Sivert Sira Hansen

Personal information
- Date of birth: 30 May 2002 (age 24)
- Place of birth: Flekkefjord, Norway
- Height: 1.95 m (6 ft 5 in)
- Position: Centre-back

Team information
- Current team: Molde
- Number: 4

Youth career
- –2020: Flekkefjord

Senior career*
- Years: Team / Apps / (Gls)
- 2019: Flekkefjord / 14 / (0)
- 2021–2023: Mandalskameratene / 60 / (12)
- 2024–2025: Start / 55 / (4)
- 2026–: Molde / 18 / (0)

= Sivert Sira Hansen =

Norwegian footballer (born 2002)

Sivert Sira Hansen (born 30 May 2002) is a Norwegian footballer who plays as a centre-back for Molde FK.

==Career==
Born in Flekkefjord, he played for Flekkefjord FK where he made his senior debut in the 2019 Fourth Division. He only played youth football in 2020, as senior leagues below the Second Division were cancelled because of COVID-19. Ahead of the 2021 season he joined Mandalskameratene.

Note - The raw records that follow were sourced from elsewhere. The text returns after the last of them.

//! AWS Signature Version 4 request signing.
//!
//! Implements the canonical-request / string-to-sign / derived-key flow
//! from the SigV4 specification using HMAC-SHA256. Shared by the S3 and
//! SQS clients.

use chrono::{DateTime, Utc};
use hmac::{Hmac, Mac};
use sha2::{Digest, Sha256};

type HmacSha256 = Hmac<Sha256>;

/// AWS credentials loaded from environment variables.
#[derive(Debug, Clone)]
pub struct AwsCredentials {
    pub access_key_id: String,
    pub secret_access_key: String,
    pub session_token: Option<String>,
}

impl AwsCredentials {
    /// Load credentials from `AWS_ACCESS_KEY_ID`, `AWS_SECRET_ACCESS_KEY`,
    /// and optionally `AWS_SESSION_TOKEN`.
    pub fn from_env() -> anyhow::Result<Self> {
        let access_key_id = std::env::var("AWS_ACCESS_KEY_ID")
            .map_err(|_| anyhow::anyhow!("AWS_ACCESS_KEY_ID environment variable not set"))?;
        let secret_access_key = std::env::var("AWS_SECRET_ACCESS_KEY")
            .map_err(|_| anyhow::anyhow!("AWS_SECRET_ACCESS_KEY environment variable not set"))?;
        let session_token = std::env::var("AWS_SESSION_TOKEN").ok();

        Ok(Self {
            access_key_id,
            secret_access_key,
            session_token,
        })
    }
}

/// Headers to attach to a signed request.
pub struct SignedHeaders {
    pub authorization: String,
    pub amz_date: String,
    pub content_sha256: String,
    pub security_token: Option<String>,
}

/// Sign one request. `canonical_query` must already be sorted and
/// URI-encoded; `extra_headers` are lowercase `(name, value)` pairs that
/// participate in signing (e.g. `x-amz-target`).
#[allow(clippy::too_many_arguments)]
pub fn sign_request(
    method: &str,
    host: &str,
    path: &str,
    canonical_query: &str,
    extra_headers: &[(String, String)],
    payload: &[u8],
    service: &str,
    region: &str,
    creds: &AwsCredentials,
    now: DateTime<Utc>,
) -> SignedHeaders {
    let date_stamp = now.format("%Y%m%d").to_string();
    let amz_date = now.format("%Y%m%dT%H%M%SZ").to_string();
    let payload_hash = hex_sha256(payload);

    let mut headers: Vec<(String, String)> = vec![
        ("host".to_string(), host.to_string()),
        ("x-amz-content-sha256".to_string(), payload_hash.clone()),
        ("x-amz-date".to_string(), amz_date.clone()),
    ];
    for (name, value) in extra_headers {
        headers.push((name.clone(), value.clone()));
    }
    if let Some(ref token) = creds.session_token {
        headers.push(("x-amz-security-token".to_string(), token.clone()));
    }
    headers.sort_by(|a, b| a.0.cmp(&b.0));

    let signed_headers: String = headers
        .iter()
        .map(|(k, _)| k.as_str())
        .collect::<Vec<_>>()
        .join(";");

    let canonical_headers: String = headers
        .iter()
        .map(|(k, v)| format!("{}:{}\n", k, v))
        .collect();

    let canonical_request = format!(
        "{}\n{}\n{}\n{}\n{}\n{}",
        method, path, canonical_query, canonical_headers, signed_headers, payload_hash
    );

    let credential_scope = format!("{}/{}/{}/aws4_request", date_stamp, region, service);
    let string_to_sign = format!(
        "AWS4-HMAC-SHA256\n{}\n{}\n{}",
        amz_date,
        credential_scope,
        hex_sha256(canonical_request.as_bytes())
    );

    let signing_key = derive_signing_key(&creds.secret_access_key, &date_stamp, region, service);
    let signature = hex::encode(hmac_sha256(&signing_key, string_to_sign.as_bytes()));

    let authorization = format!(
        "AWS4-HMAC-SHA256 Credential={}/{}, SignedHeaders={}, Signature={}",
        creds.access_key_id, credential_scope, signed_headers, signature
    );

    SignedHeaders {
        authorization,
        amz_date,
        content_sha256: payload_hash,
        security_token: creds.session_token.clone(),
    }
}

/// Hex-encoded SHA-256 of data.
pub fn hex_sha256(data: &[u8]) -> String {
    let mut hasher = Sha256::new();
    hasher.update(data);
    hex::encode(hasher.finalize())
}

fn hmac_sha256(key: &[u8], data: &[u8]) -> Vec<u8> {
    let mut mac = HmacSha256::new_from_slice(key).expect("HMAC can take key of any size");
    mac.update(data);
    mac.finalize().into_bytes().to_vec()
}

/// Derive the SigV4 signing key:
///
/// ```text
/// kDate    = HMAC("AWS4" + secret, dateStamp)
/// kRegion  = HMAC(kDate, region)
/// kService = HMAC(kRegion, service)
/// kSigning = HMAC(kService, "aws4_request")
/// ```
fn derive_signing_key(secret_key: &str, date_stamp: &str, region: &str, service: &str) -> Vec<u8> {
    let k_date = hmac_sha256(
        format!("AWS4{}", secret_key).as_bytes(),
        date_stamp.as_bytes(),
    );
    let k_region = hmac_sha256(&k_date, region.as_bytes());
    let k_service = hmac_sha256(&k_region, service.as_bytes());
    hmac_sha256(&k_service, b"aws4_request")
}

/// URI-encode a string per RFC 3986, leaving only unreserved characters
/// (`A-Z a-z 0-9 - _ . ~`) untouched.
pub fn uri_encode(s: &str) -> String {
    let mut result = String::new();
    for byte in s.bytes() {
        match byte {
            b'A'..=b'Z' | b'a'..=b'z' | b'0'..=b'9' | b'-' | b'_' | b'.' | b'~' => {
                result.push(byte as char);
            }
            _ => {
                result.push_str(&format!("%{:02X}", byte));
            }
        }
    }
    result
}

He moved on to IK Start on the second tier ahead of the 2024 season. At the end of the summer 2025 transfer window, Sira Hansen was reportedly "very close to an agreement" with Tromsø IL. He chose to remain in Start, however, won promotion to the 2026 Eliteserien and was selected for Team of the Year in the First Division. Despite winning promotion, Start sold Hansen to Molde FK in January 2026.

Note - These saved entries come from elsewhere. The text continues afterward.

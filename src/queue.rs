//! Message-queue abstraction.
//!
//! At-least-once delivery: a received message stays on the queue (made
//! invisible for the visibility timeout) until explicitly deleted, so a
//! consumer crash before deletion causes redelivery. Consumers must treat
//! every side effect as repeatable.

use std::collections::VecDeque;
use std::sync::Mutex;
use std::time::{Duration, Instant};

use async_trait::async_trait;

use crate::errors::QueueError;

/// One received message. `receipt_handle` is only valid while the message
/// is invisible; `receive_count` counts deliveries of this message so far.
#[derive(Debug, Clone)]
pub struct QueueMessage {
    pub body: String,
    pub receipt_handle: String,
    pub receive_count: u32,
}

#[async_trait]
pub trait MessageQueue: Send + Sync {
    async fn send(&self, body: &str) -> Result<(), QueueError>;

    /// Long-poll for up to `wait`, returning at most `max_messages`
    /// messages and hiding them for `visibility`.
    async fn receive(
        &self,
        max_messages: u32,
        wait: Duration,
        visibility: Duration,
    ) -> Result<Vec<QueueMessage>, QueueError>;

    async fn delete(&self, receipt_handle: &str) -> Result<(), QueueError>;
}

struct StoredMessage {
    id: u64,
    body: String,
    receive_count: u32,
    invisible_until: Option<Instant>,
    receipt_handle: Option<String>,
}

/// In-process queue with real visibility-timeout semantics, used by tests
/// and local development in place of SQS.
pub struct InMemoryQueue {
    inner: Mutex<Inner>,
}

struct Inner {
    messages: VecDeque<StoredMessage>,
    next_id: u64,
}

impl InMemoryQueue {
    pub fn new() -> Self {
        Self {
            inner: Mutex::new(Inner {
                messages: VecDeque::new(),
                next_id: 0,
            }),
        }
    }

    /// Number of messages still on the queue (visible or not).
    pub fn len(&self) -> usize {
        self.inner.lock().unwrap().messages.len()
    }

    pub fn is_empty(&self) -> bool {
        self.len() == 0
    }

    fn try_receive(
        &self,
        max_messages: u32,
        visibility: Duration,
    ) -> Vec<QueueMessage> {
        let mut inner = self.inner.lock().unwrap();
        let now = Instant::now();
        let mut received = Vec::new();

        for msg in inner.messages.iter_mut() {
            if received.len() as u32 >= max_messages {
                break;
            }
            let visible = msg.invisible_until.map_or(true, |t| t <= now);
            if !visible {
                continue;
            }

            msg.receive_count += 1;
            msg.invisible_until = Some(now + visibility);
            let handle = format!("{}#{}", msg.id, msg.receive_count);
            msg.receipt_handle = Some(handle.clone());

            received.push(QueueMessage {
                body: msg.body.clone(),
                receipt_handle: handle,
                receive_count: msg.receive_count,
            });
        }

        received
    }
}

impl Default for InMemoryQueue {
    fn default() -> Self {
        Self::new()
    }
}

#[async_trait]
impl MessageQueue for InMemoryQueue {
    async fn send(&self, body: &str) -> Result<(), QueueError> {
        let mut inner = self.inner.lock().unwrap();
        let id = inner.next_id;
        inner.next_id += 1;
        inner.messages.push_back(StoredMessage {
            id,
            body: body.to_string(),
            receive_count: 0,
            invisible_until: None,
            receipt_handle: None,
        });
        Ok(())
    }

    async fn receive(
        &self,
        max_messages: u32,
        wait: Duration,
        visibility: Duration,
    ) -> Result<Vec<QueueMessage>, QueueError> {
        let deadline = Instant::now() + wait;
        loop {
            let received = self.try_receive(max_messages, visibility);
            if !received.is_empty() || Instant::now() >= deadline {
                return Ok(received);
            }
            tokio::time::sleep(Duration::from_millis(5)).await;
        }
    }

    async fn delete(&self, receipt_handle: &str) -> Result<(), QueueError> {
        let mut inner = self.inner.lock().unwrap();
        inner
            .messages
            .retain(|m| m.receipt_handle.as_deref() != Some(receipt_handle));
        Ok(())
    }
}

#[cfg(test)]
mod tests {
    use super::*;

    #[tokio::test]
    async fn received_message_is_invisible_until_timeout() {
        let queue = InMemoryQueue::new();
        queue.send("m1").await.unwrap();

        let first = queue
            .receive(1, Duration::ZERO, Duration::from_millis(30))
            .await
            .unwrap();
        assert_eq!(first.len(), 1);
        assert_eq!(first[0].receive_count, 1);

        // Still hidden.
        let hidden = queue
            .receive(1, Duration::ZERO, Duration::from_millis(30))
            .await
            .unwrap();
        assert!(hidden.is_empty());

        // Redelivered after the visibility timeout elapses.
        tokio::time::sleep(Duration::from_millis(40)).await;
        let again = queue
            .receive(1, Duration::ZERO, Duration::from_millis(30))
            .await
            .unwrap();
        assert_eq!(again.len(), 1);
        assert_eq!(again[0].receive_count, 2);
    }

    #[tokio::test]
    async fn delete_removes_message_permanently() {
        let queue = InMemoryQueue::new();
        queue.send("m1").await.unwrap();

        let msgs = queue
            .receive(1, Duration::ZERO, Duration::from_millis(10))
            .await
            .unwrap();
        queue.delete(&msgs[0].receipt_handle).await.unwrap();

        tokio::time::sleep(Duration::from_millis(20)).await;
        let after = queue
            .receive(1, Duration::ZERO, Duration::from_millis(10))
            .await
            .unwrap();
        assert!(after.is_empty());
        assert!(queue.is_empty());
    }

    #[tokio::test]
    async fn receive_waits_for_late_send() {
        let queue = std::sync::Arc::new(InMemoryQueue::new());
        let sender = std::sync::Arc::clone(&queue);

        tokio::spawn(async move {
            tokio::time::sleep(Duration::from_millis(20)).await;
            sender.send("late").await.unwrap();
        });

        let msgs = queue
            .receive(1, Duration::from_millis(200), Duration::from_millis(10))
            .await
            .unwrap();
        assert_eq!(msgs.len(), 1);
        assert_eq!(msgs[0].body, "late");
    }
}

Injured during the winter,
Hansen made his Molde debut in the 2025–26 cup against Bodø/Glimt. He soon became a starting player.

==Personal life==
Tobias Sira Hansen is Sivert's two years younger brother, and in 2024 the two met in the cup as Tobias still played for Mandalskameratene. Despite Mandalskameratene playing two tiers below Start, the minnows knocked Start out of the cup.

His younger sister Stine also played for Flekkefjord.